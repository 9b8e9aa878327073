use std::env;
use std::fs;
use std::path::{Path, PathBuf};

use pactum_core::config::{interpolate_env_vars, AppConfig, CONFIG_FILE_CANDIDATES};
use serde::Serialize;
use toml::Value;

use crate::commands::CommandResult;

const COMMAND: &str = "config";

#[derive(Debug, Serialize)]
struct ConfigEntry {
    key: &'static str,
    value: String,
    source: String,
}

pub fn run(config: &AppConfig) -> CommandResult {
    let config_file_path = detect_config_path();
    let config_file_doc = load_config_file_doc(config_file_path.as_deref());
    let entry = |key: &'static str, value: String, env_keys: &[&str]| ConfigEntry {
        key,
        value,
        source: field_source(key, env_keys, config_file_doc.as_ref(), config_file_path.as_deref()),
    };

    let rules = &config.rules;
    let entries = vec![
        entry(
            "rules.director_threshold",
            rules.director_threshold.to_string(),
            &["PACTUM_RULES_DIRECTOR_THRESHOLD"],
        ),
        entry(
            "rules.manager_threshold",
            rules.manager_threshold.to_string(),
            &["PACTUM_RULES_MANAGER_THRESHOLD"],
        ),
        entry(
            "rules.finance_threshold",
            rules.finance_threshold.to_string(),
            &["PACTUM_RULES_FINANCE_THRESHOLD"],
        ),
        entry(
            "rules.legal_threshold",
            rules.legal_threshold.to_string(),
            &["PACTUM_RULES_LEGAL_THRESHOLD"],
        ),
        entry(
            "rules.full_review_threshold",
            rules.full_review_threshold.to_string(),
            &["PACTUM_RULES_FULL_REVIEW_THRESHOLD"],
        ),
        entry("gate.policy", format!("{:?}", config.gate.policy), &["PACTUM_GATE_POLICY"]),
        entry("display.locale", format!("{:?}", config.display.locale), &["PACTUM_DISPLAY_LOCALE"]),
        entry(
            "logging.level",
            config.logging.level.clone(),
            &["PACTUM_LOGGING_LEVEL", "PACTUM_LOG_LEVEL"],
        ),
        entry(
            "logging.format",
            format!("{:?}", config.logging.format),
            &["PACTUM_LOGGING_FORMAT", "PACTUM_LOG_FORMAT"],
        ),
    ];

    CommandResult::success_with_data(
        COMMAND,
        "effective config (source precedence: env > file > default)",
        &entries,
    )
}

fn detect_config_path() -> Option<PathBuf> {
    CONFIG_FILE_CANDIDATES.into_iter().map(PathBuf::from).find(|path| path.exists())
}

fn load_config_file_doc(path: Option<&Path>) -> Option<Value> {
    let raw = fs::read_to_string(path?).ok()?;
    parse_config_doc(&raw)
}

fn parse_config_doc(raw: &str) -> Option<Value> {
    interpolate_env_vars(raw).ok()?.parse::<Value>().ok()
}

fn env_is_set(key: &str) -> bool {
    env::var(key).is_ok_and(|value| !value.trim().is_empty())
}

fn field_source(
    key_path: &str,
    env_keys: &[&str],
    config_file_doc: Option<&Value>,
    config_file_path: Option<&Path>,
) -> String {
    if let Some(env_key) = env_keys.iter().find(|key| env_is_set(key)) {
        return format!("env ({env_key})");
    }

    if let Some(doc) = config_file_doc {
        if contains_path(doc, key_path) {
            let file_path = config_file_path
                .map(|path| path.display().to_string())
                .unwrap_or_else(|| "config file".to_string());
            return format!("file ({file_path})");
        }
    }

    "default".to_string()
}

fn contains_path(root: &Value, key_path: &str) -> bool {
    let mut current = root;
    for key in key_path.split('.') {
        let Some(next) = current.get(key) else {
            return false;
        };
        current = next;
    }
    true
}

§

■ **EXERCISE PROMPT**: Across the entries above, find the lines with the string "display" and copy them.

■ **SOLUTION FOR THIS EXERCISE**:
        entry("display.locale", format!("{:?}", config.display.locale), &["PACTUM_DISPLAY_LOCALE"]),
                .map(|path| path.display().to_string())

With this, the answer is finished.